Они стояли перед дверьми актового зала. Там из трамплинов были сооружены невысокие подмостки. Их окаймляли зеленые кустики, росшие в деревянных кадках. Стена напротив двери сегодня была украшена литографией Вольфганга Эбергарда Мейзеля с подписью: «Когда я уходил...» На ней молодой человек с ранцем за плечами, отправляющийся на чужбину, споткнулся и едва не упал, так как под ноги ему подвернулась собака.
В зале было расставлено девяносто стульев. Для родителей и родственников учащихся. Сегодня должен был состояться выпускной вечер.
Последний день занятий для восьмого класса девочек и восьмого «Б» мальчиков начался с посещения церкви. Там капеллан Иеннер весьма успешно продирижировал хором, состоящим из лучших учеников и учениц шестого класса. Потом все пошли обратно в школу, причем уже не парами, а вразброд. Учителя и учительницы шли отдельно, лишь изредка посматривая на гогочущую кучку.
В классе Леонарда последние два года преподавал учитель Гербер. Странный он был человек. До того добрый, что каждый это понимал. У него даже Густль Мюллер сделался легче воспитуемым. Насчет Лео учитель Гербер сочинил целую теорию. Этот мальчонка не такой уж способный и прилежный, только очень чувствительный и восприимчивый. И читает много. Даже под партой в школе. Впрочем, на уроках физики и географии, когда Лео неизменно читал — Чарльза Диккенса и еще Карла Мея, — он временами умудрялся, почти подсознательно, расслышать вопрос учителя, именно тот, на который мог ответить. И тут же, неспрошенный, выкрикивал ответ. Раз-другой, потом учитель Гербер говорил:
— Послушай, Кни, я ведь знаю, что ты знаешь, но и другим надо кое-что узнать. Сиди тихо!

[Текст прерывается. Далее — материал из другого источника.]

impl Search {
    /// Creates an empty search matching every document.
    pub fn new() -> Self {
        Self::default()
    }

    /// Sets the loose key field.
    pub fn with_key(mut self, key: impl Into<String>) -> Self {
        self.key = Some(key.into());
        self
    }

    /// Sets the loose attribute field.
    pub fn with_attribute(mut self, attribute: impl Into<String>) -> Self {
        self.attribute = Some(attribute.into());
        self
    }

    /// Sets the loose value field.
    pub fn with_value(mut self, value: impl Into<Value>) -> Self {
        self.value = Some(value.into());
        self
    }

    /// Sets the match type for the loose fields.
    pub fn with_match(mut self, match_type: MatchType) -> Self {
        self.match_type = match_type;
        self
    }

    /// Adds a copy of an expression. Later changes to `expression` do not
    /// affect this search.
    pub fn with_expression(mut self, expression: &Expression) -> Self {
        self.expressions.push(expression.clone());
        self
    }

    /// Adds copies of several expressions.
    pub fn with_expressions(mut self, expressions: &[Expression]) -> Self {
        self.expressions.extend(expressions.iter().cloned());
        self
    }

    /// Restricts the search to a set of keys.
    pub fn in_scope<I, S>(mut self, keys: I) -> Self
    where
        I: IntoIterator<Item = S>,
        S: Into<String>,
    {
        self.scope = Some(keys.into_iter().map(Into::into).collect());
        self
    }

    /// Restricts the search to documents saved with a class tag.
    pub fn with_class(mut self, class_name: impl Into<String>) -> Self {
        self.class_name = Some(class_name.into());
        self
    }

    /// Restricts the search by the date documents were first stored.
    pub fn added(mut self, date_match: DateMatch, date: DateTime<Utc>) -> Self {
        self.date_added = Some((date_match, date));
        self
    }

    /// Returns one key per distinct matched value.
    pub fn grouped_by_value(mut self) -> Self {
        self.group_by_value = true;
        self
    }

    /// Appends a sort descriptor.
    pub fn with_sort(mut self, descriptor: SortDescriptor) -> Self {
        self.sort.push(descriptor);
        self
    }

    /// Skips the first `offset` results.
    pub fn with_offset(mut self, offset: usize) -> Self {
        self.offset = Some(offset);
        self
    }

    /// Returns at most `limit` results.
    pub fn with_limit(mut self, limit: usize) -> Self {
        self.limit = Some(limit);
        self
    }

    /// Clears every field, leaving a search that matches every document.
    pub fn reset(&mut self) {
        *self = Self::default();
    }

    /// Keeps only these attribute paths in returned records.
    pub fn returning<I, S>(mut self, attributes: I) -> Self
    where
        I: IntoIterator<Item = S>,
        S: Into<String>,
    {
        self.attributes_to_return = Some(attributes.into_iter().map(Into::into).collect());
        self
    }

    /// Loose key field.
    pub fn key(&self) -> Option<&str> {
        self.key.as_deref()
    }

    /// Loose attribute field.
    pub fn attribute(&self) -> Option<&str> {
        self.attribute.as_deref()
    }

    /// Loose value field.
    pub fn value(&self) -> Option<&Value> {
        self.value.as_ref()
    }

    /// Match type for the loose fields.
    pub fn match_type(&self) -> MatchType {
        self.match_type
    }

    /// Expressions, combined with AND.
    pub fn expressions(&self) -> &[Expression] {
        &self.expressions
    }

    /// Key scope, if any.
    pub fn scope(&self) -> Option<&[String]> {
        self.scope.as_deref()
    }

    /// Class filter, if any.
    pub fn class_name(&self) -> Option<&str> {
        self.class_name.as_deref()
    }

    /// Date added filter, if any.
    pub fn date_added(&self) -> Option<(DateMatch, DateTime<Utc>)> {
        self.date_added
    }

    /// Whether results are grouped by matched value.
    pub fn is_grouped(&self) -> bool {
        self.group_by_value
    }

    /// Sort descriptors.
    pub fn sort(&self) -> &[SortDescriptor] {
        &self.sort
    }

    /// Result offset.
    pub fn offset(&self) -> Option<usize> {
        self.offset
    }

    /// Result limit.
    pub fn limit(&self) -> Option<usize> {
        self.limit
    }

    /// Attribute allow-list, if any.
    pub fn attributes_to_return(&self) -> Option<&[String]> {
        self.attributes_to_return.as_deref()
    }

    /// Returns true if the loose fields are in use. Expressions take
    /// precedence over them.
    pub fn uses_loose_fields(&self) -> bool {
        self.expressions.is_empty()
            && (self.key.is_some() || self.attribute.is_some() || self.value.is_some())
    }

    /// Returns true if any key, attribute or value criterion is set.
    pub fn has_criteria(&self) -> bool {
        !self.expressions.is_empty() || self.uses_loose_fields()
    }

    /// Returns true if an attribute is part of the criteria.
    pub fn mentions_attribute(&self) -> bool {
        if self.expressions.is_empty() {
            return self.attribute.is_some();
        }
        self.expressions.iter().any(|e| {
            std::iter::once(e.first())
                .chain(e.rest().iter().map(|(_, p)| p))
                .any(|p| p.column() == Column::Attribute)
        })
    }

    /// Turns the loose fields into predicates.
    ///
    /// The match type applies to the most specific field given (value, else
    /// attribute, else key); the other fields compare for equality.
    pub fn loose_predicates(&self) -> Result<Vec<Predicate>, QueryError> {
        let target = if self.value.is_some() {
            Column::Value
        } else if self.attribute.is_some() {
            Column::Attribute
        } else {
            Column::Key
        };
        let match_for = |column: Column| {
            if column == target {
                self.match_type
            } else {
                MatchType::EqualTo
            }
        };

        let mut predicates = Vec::new();
        if let Some(key) = &self.key {
            predicates.push(Predicate::new(Column::Key, match_for(Column::Key), key.as_str())?);
        }
        if let Some(attribute) = &self.attribute {
            predicates.push(Predicate::new(
                Column::Attribute,
                match_for(Column::Attribute),
                attribute.as_str(),
            )?);
        }
        if let Some(value) = &self.value {
            predicates.push(Predicate::new(
                Column::Value,
                match_for(Column::Value),
                value.clone(),
            )?);
        }
        Ok(predicates)
    }

    /// Describes this search as JSON.
    pub fn to_json(&self) -> serde_json::Value {
        let mut out = serde_json::Map::new();
        if let Some(key) = &self.key {
            out.insert("key".into(), json!(key));
        }
        if let Some(attribute) = &self.attribute {
            out.insert("attribute".into(), json!(attribute));
        }
        if let Some(value) = &self.value {
            out.insert("value".into(), value.to_json());
        }
        if self.uses_loose_fields() {
            out.insert("match".into(), json!(self.match_type.as_str()));
        }
        if !self.expressions.is_empty() {
            out.insert(
                "expressions".into(),
                self.expressions.iter().map(Expression::to_json).collect(),
            );
        }
        if let Some(scope) = &self.scope {
            out.insert("scope".into(), json!(scope));
        }
        if let Some(class_name) = &self.class_name {
            out.insert("class_name".into(), json!(class_name));
        }
        if let Some((date_match, date)) = &self.date_added {
            out.insert(
                "date_added".into(),
                json!({ "match": date_match, "date": date.to_rfc3339() }),
            );
        }
        if self.group_by_value {
            out.insert("group_by_value".into(), json!(true));
        }
        if !self.sort.is_empty() {
            out.insert(
                "sort".into(),
                self.sort.iter().map(SortDescriptor::to_json).collect(),
            );
        }
        if let Some(offset) = self.offset {
            out.insert("offset".into(), json!(offset));
        }
        if let Some(limit) = self.limit {
            out.insert("limit".into(), json!(limit));
        }
        if let Some(attributes) = &self.attributes_to_return {
            out.insert("attributes_to_return".into(), json!(attributes));
        }
        serde_json::Value::Object(out)
    }
}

Поэтому Лео почти никогда не вызывали. Он был убежден, что учитель не понимает его фокуса, и даже считал себя дурным мальчиком, так как в общем-то любил учителя Гербера. А тот, конечно, знал о Лео куда больше, чем сам Лео знал о себе. Но учитель Гербер был добр и в свою очередь любил Лео. На его уроках никто не получал подзатыльников и телесных наказаний тоже не было. Как-то раз в гимнастическом зале Конрад Вейдман сильным броском жесткого кожаного мяча разбил пенсне учителя Гербера. Осколки полетели на пол, а один, совсем малюсенький, впился в бледный нос учителя. На нем выступила капля крови. Конрад Вейдман орал, как будто его резали, потом обеими руками вцепился в ручку двери и стал гнусаво всхлипывать:
Мама, мама Мария!
У него была приемная мать, которую он так называл в отличие от родной. Отнюдь не истекавший кровью учитель подошел к нему, вытер слезы, обильно катившиеся по мальчишеским щекам, и, к удивлению, даже ужасу всех школьников, поцеловал его в лоб. При этом он моргал глазами, так как почти ничего не видел без пенсне.
Такой уж смешной человек был учитель Гербер. Но он делал еще многое, что удивляло мальчиков и чего они никак не могли взять в толк. К примеру, совместное купанье. Каждый вторник в школьном подвале. По десять человек позволялось мальчикам резвиться под душем; для этого школа выдавала им трусики и махровые полотенца. Каждому полагалась отдельная кабина с клеенчатым занавесом, который можно было затянуть, когда одеваешься. Но учитель Гербер после душа проходил по рядам кабин, то у одного, то у другого ученика оттягивал в сторону клеенчатый занавес и говорил своим красивым голосом.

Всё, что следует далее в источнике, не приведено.